__Work item__. Reproduce all entries precisely as they are written.

[Stored items from a collection]
---------------

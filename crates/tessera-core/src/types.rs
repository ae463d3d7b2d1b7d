//! Core data types for the Tessera catalog.
//!
//! A [`CatalogEntry`] is only ever produced by the store's row mapping layer,
//! which validates every field once. Code past that boundary can rely on the
//! fixed lengths of the palette and luminance grid.

use chrono::{DateTime, Utc};
use serde::{Deserialize, Serialize};
use std::fmt;

use crate::flags::{BoardSet, PuritySet};

/// Identifier of a catalog entry (the store's row id).
#[derive(Debug, Clone, Copy, PartialEq, Eq, Hash, PartialOrd, Ord, Serialize, Deserialize)]
#[serde(transparent)]
pub struct EntryId(pub i64);

impl fmt::Display for EntryId {
    fn fmt(&self, f: &mut fmt::Formatter<'_>) -> fmt::Result {
        write!(f, "{}", self.0)
    }
}

/// An 8-bit RGB colour.
#[derive(Debug, Clone, Copy, PartialEq, Eq, Hash, Serialize, Deserialize)]
pub struct Rgb(pub [u8; 3]);

impl Rgb {
    pub fn new(r: u8, g: u8, b: u8) -> Self {
        Self([r, g, b])
    }

    /// Lowercase `#rrggbb` form.
    pub fn to_hex(self) -> String {
        format!("#{:02x}{:02x}{:02x}", self.0[0], self.0[1], self.0[2])
    }
}

/// Lowercase hex content digest.
#[derive(Debug, Clone, PartialEq, Eq, Hash, Serialize, Deserialize)]
#[serde(transparent)]
pub struct Digest(String);

impl Digest {
    /// Length in hex characters of a BLAKE3 digest.
    pub const HEX_LEN: usize = 64;

    /// Wrap a hex string, validating length and alphabet.
    pub fn from_hex(hex: &str) -> Option<Self> {
        let valid = hex.len() == Self::HEX_LEN
            && hex
                .bytes()
                .all(|b| b.is_ascii_digit() || (b'a'..=b'f').contains(&b));
        valid.then(|| Self(hex.to_string()))
    }

    /// Wrap hex produced by the hasher itself.
    pub(crate) fn from_trusted_hex(hex: String) -> Self {
        debug_assert_eq!(hex.len(), Self::HEX_LEN);
        Self(hex)
    }

    pub fn as_str(&self) -> &str {
        &self.0
    }
}

impl fmt::Display for Digest {
    fn fmt(&self, f: &mut fmt::Formatter<'_>) -> fmt::Result {
        f.write_str(&self.0)
    }
}

/// Perceptual descriptors derived once at ingestion.
#[derive(Debug, Clone, PartialEq, Eq, Serialize, Deserialize)]
pub struct Features {
    /// Per-channel mean over all pixels, rounded
    pub average_color: Rgb,

    /// Exactly `palette_size` representative colours
    pub palette: Vec<Rgb>,

    /// Flattened `grid_size × grid_size` luminance samples in raster order
    pub luminance: Vec<u8>,
}

/// Popularity counters maintained by explicit store operations.
#[derive(Debug, Clone, Copy, Default, PartialEq, Eq, Serialize, Deserialize)]
pub struct Counters {
    pub views: u64,
    pub favorites: u64,
}

/// A validated catalog entry.
#[derive(Debug, Clone, PartialEq, Serialize, Deserialize)]
pub struct CatalogEntry {
    pub id: EntryId,

    /// BLAKE3 digest of the original bytes; immutable
    pub digest: Digest,

    pub width: u32,
    pub height: u32,

    /// Declared and verified mimetype (one of the allow-list)
    pub mimetype: String,

    /// Original file size in bytes
    pub file_size: u64,

    pub boards: BoardSet,
    pub purity: PuritySet,

    #[serde(flatten)]
    pub features: Features,

    pub counters: Counters,
    pub featured: bool,

    /// Attached tag names, sorted
    pub tags: Vec<String>,

    pub created_at: DateTime<Utc>,
    pub updated_at: DateTime<Utc>,
}

impl CatalogEntry {
    /// Width over height.
    pub fn aspect_ratio(&self) -> f64 {
        f64::from(self.width) / f64::from(self.height)
    }
}

/// Caller-supplied metadata for an upload.
#[derive(Debug, Clone, Serialize, Deserialize)]
pub struct IngestMetadata {
    pub boards: BoardSet,
    pub purity: PuritySet,

    /// Raw tag names; normalized before attaching
    #[serde(default)]
    pub tags: Vec<String>,

    #[serde(default)]
    pub featured: bool,
}

impl Default for IngestMetadata {
    fn default() -> Self {
        Self {
            boards: BoardSet::only(crate::flags::Board::General),
            purity: PuritySet::only(crate::flags::Purity::Sfw),
            tags: Vec::new(),
            featured: false,
        }
    }
}

/// A fully derived upload ready to be inserted into the store.
#[derive(Debug, Clone)]
pub struct NewEntry {
    pub digest: Digest,
    pub width: u32,
    pub height: u32,
    pub mimetype: String,
    pub file_size: u64,
    pub boards: BoardSet,
    pub purity: PuritySet,
    pub features: Features,
    pub featured: bool,
}

/// One page of search results.
#[derive(Debug, Clone, Serialize)]
pub struct SearchPage {
    pub entries: Vec<CatalogEntry>,

    /// Number of entries matching the filter across all pages
    pub total: u64,
    pub page: u32,
    pub page_size: u32,
}

impl SearchPage {
    /// Number of pages needed to show `total` entries.
    pub fn last_page(&self) -> u32 {
        if self.total == 0 || self.page_size == 0 {
            return 1;
        }
        self.total.div_ceil(u64::from(self.page_size)) as u32
    }

    pub fn has_more(&self) -> bool {
        self.page < self.last_page()
    }
}

/// An entry paired with its similarity score against a reference entry.
#[derive(Debug, Clone, Serialize)]
pub struct ScoredEntry {
    pub entry: CatalogEntry,

    /// In `[0, 100]`; 100 means identical luminance grids
    pub score: f64,
}

/// Outcome of a bulk feature recomputation pass.
#[derive(Debug, Clone, Copy, Default, PartialEq, Eq, Serialize)]
pub struct MaintenanceReport {
    pub updated: usize,
    pub failed: usize,
}

#[cfg(test)]
mod tests {
    use super::*;

    #[test]
    fn test_digest_validation() {
        let hex = "a".repeat(64);
        assert!(Digest::from_hex(&hex).is_some());
        assert!(Digest::from_hex("abc").is_none());
        assert!(Digest::from_hex(&"A".repeat(64)).is_none());
        assert!(Digest::from_hex(&"g".repeat(64)).is_none());
    }

    #[test]
    fn test_rgb_hex() {
        assert_eq!(Rgb::new(255, 0, 16).to_hex(), "#ff0010");
    }

    #[test]
    fn test_search_page_math() {
        let page = SearchPage {
            entries: vec![],
            total: 50,
            page: 2,
            page_size: 24,
        };
        assert_eq!(page.last_page(), 3);
        assert!(page.has_more());

        let last = SearchPage { page: 3, ..page };
        assert!(!last.has_more());
    }
}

---------------

__Solution to this exercise__.
filename crates/tessera-core/src/types.rs
repository ae463d3d7b2d1b7d
//! Core data types for the Tessera catalog.
//!
//! A [`CatalogEntry`] is only ever produced by the store's row mapping layer,
//! which validates every field once. Code past that boundary can rely on the
//! fixed lengths of the palette and luminance grid.

use chrono::{DateTime, Utc};
use serde::{Deserialize, Serialize};
use std::fmt;

use crate::flags::{BoardSet, PuritySet};

/// Identifier of a catalog entry (the store's row id).
#[derive(Debug, Clone, Copy, PartialEq, Eq, Hash, PartialOrd, Ord, Serialize, Deserialize)]
#[serde(transparent)]
pub struct EntryId(pub i64);

impl fmt::Display for EntryId {
    fn fmt(&self, f: &mut fmt::Formatter<'_>) -> fmt::Result {
        write!(f, "{}", self.0)
    }
}

/// An 8-bit RGB colour.
#[derive(Debug, Clone, Copy, PartialEq, Eq, Hash, Serialize, Deserialize)]
pub struct Rgb(pub [u8; 3]);

impl Rgb {
    pub fn new(r: u8, g: u8, b: u8) -> Self {
        Self([r, g, b])
    }

    /// Lowercase `#rrggbb` form.
    pub fn to_hex(self) -> String {
        format!("#{:02x}{:02x}{:02x}", self.0[0], self.0[1], self.0[2])
    }
}

/// Lowercase hex content digest.
#[derive(Debug, Clone, PartialEq, Eq, Hash, Serialize, Deserialize)]
#[serde(transparent)]
pub struct Digest(String);

impl Digest {
    /// Length in hex characters of a BLAKE3 digest.
    pub const HEX_LEN: usize = 64;

    /// Wrap a hex string, validating length and alphabet.
    pub fn from_hex(hex: &str) -> Option<Self> {
        let valid = hex.len() == Self::HEX_LEN
            && hex
                .bytes()
                .all(|b| b.is_ascii_digit() || (b'a'..=b'f').contains(&b));
        valid.then(|| Self(hex.to_string()))
    }

    /// Wrap hex produced by the hasher itself.
    pub(crate) fn from_trusted_hex(hex: String) -> Self {
        debug_assert_eq!(hex.len(), Self::HEX_LEN);
        Self(hex)
    }

    pub fn as_str(&self) -> &str {
        &self.0
    }
}

impl fmt::Display for Digest {
    fn fmt(&self, f: &mut fmt::Formatter<'_>) -> fmt::Result {
        f.write_str(&self.0)
    }
}

/// Perceptual descriptors derived once at ingestion.
#[derive(Debug, Clone, PartialEq, Eq, Serialize, Deserialize)]
pub struct Features {
    /// Per-channel mean over all pixels, rounded
    pub average_color: Rgb,

    /// Exactly `palette_size` representative colours
    pub palette: Vec<Rgb>,

    /// Flattened `grid_size × grid_size` luminance samples in raster order
    pub luminance: Vec<u8>,
}

/// Popularity counters maintained by explicit store operations.
#[derive(Debug, Clone, Copy, Default, PartialEq, Eq, Serialize, Deserialize)]
pub struct Counters {
    pub views: u64,
    pub favorites: u64,
}

/// A validated catalog entry.
#[derive(Debug, Clone, PartialEq, Serialize, Deserialize)]
pub struct CatalogEntry {
    pub id: EntryId,

    /// BLAKE3 digest of the original bytes; immutable
    pub digest: Digest,

    pub width: u32,
    pub height: u32,

    /// Declared and verified mimetype (one of the allow-list)
    pub mimetype: String,

    /// Original file size in bytes
    pub file_size: u64,

    pub boards: BoardSet,
    pub purity: PuritySet,

    #[serde(flatten)]
    pub features: Features,

    pub counters: Counters,
    pub featured: bool,

    /// Attached tag names, sorted
    pub tags: Vec<String>,

    pub created_at: DateTime<Utc>,
    pub updated_at: DateTime<Utc>,
}

impl CatalogEntry {
    /// Width over height.
    pub fn aspect_ratio(&self) -> f64 {
        f64::from(self.width) / f64::from(self.height)
    }
}

/// Caller-supplied metadata for an upload.
#[derive(Debug, Clone, Serialize, Deserialize)]
pub struct IngestMetadata {
    pub boards: BoardSet,
    pub purity: PuritySet,

    /// Raw tag names; normalized before attaching
    #[serde(default)]
    pub tags: Vec<String>,

    #[serde(default)]
    pub featured: bool,
}

impl Default for IngestMetadata {
    fn default() -> Self {
        Self {
            boards: BoardSet::only(crate::flags::Board::General),
            purity: PuritySet::only(crate::flags::Purity::Sfw),
            tags: Vec::new(),
            featured: false,
        }
    }
}

/// A fully derived upload ready to be inserted into the store.
#[derive(Debug, Clone)]
pub struct NewEntry {
    pub digest: Digest,
    pub width: u32,
    pub height: u32,
    pub mimetype: String,
    pub file_size: u64,
    pub boards: BoardSet,
    pub purity: PuritySet,
    pub features: Features,
    pub featured: bool,
}

/// One page of search results.
#[derive(Debug, Clone, Serialize)]
pub struct SearchPage {
    pub entries: Vec<CatalogEntry>,

    /// Number of entries matching the filter across all pages
    pub total: u64,
    pub page: u32,
    pub page_size: u32,
}

impl SearchPage {
    /// Number of pages needed to show `total` entries.
    pub fn last_page(&self) -> u32 {
        if self.total == 0 || self.page_size == 0 {
            return 1;
        }
        self.total.div_ceil(u64::from(self.page_size)) as u32
    }

    pub fn has_more(&self) -> bool {
        self.page < self.last_page()
    }
}

/// An entry paired with its similarity score against a reference entry.
#[derive(Debug, Clone, Serialize)]
pub struct ScoredEntry {
    pub entry: CatalogEntry,

    /// In `[0, 100]`; 100 means identical luminance grids
    pub score: f64,
}

/// Outcome of a bulk feature recomputation pass.
#[derive(Debug, Clone, Copy, Default, PartialEq, Eq, Serialize)]
pub struct MaintenanceReport {
    pub updated: usize,
    pub failed: usize,
}

#[cfg(test)]
mod tests {
    use super::*;

    #[test]
    fn test_digest_validation() {
        let hex = "a".repeat(64);
        assert!(Digest::from_hex(&hex).is_some());
        assert!(Digest::from_hex("abc").is_none());
        assert!(Digest::from_hex(&"A".repeat(64)).is_none());
        assert!(Digest::from_hex(&"g".repeat(64)).is_none());
    }

    #[test]
    fn test_rgb_hex() {
        assert_eq!(Rgb::new(255, 0, 16).to_hex(), "#ff0010");
    }

    #[test]
    fn test_search_page_math() {
        let page = SearchPage {
            entries: vec![],
            total: 50,
            page: 2,
            page_size: 24,
        };
        assert_eq!(page.last_page(), 3);
        assert!(page.has_more());

        let last = SearchPage { page: 3, ..page };
        assert!(!last.has_more());
    }
}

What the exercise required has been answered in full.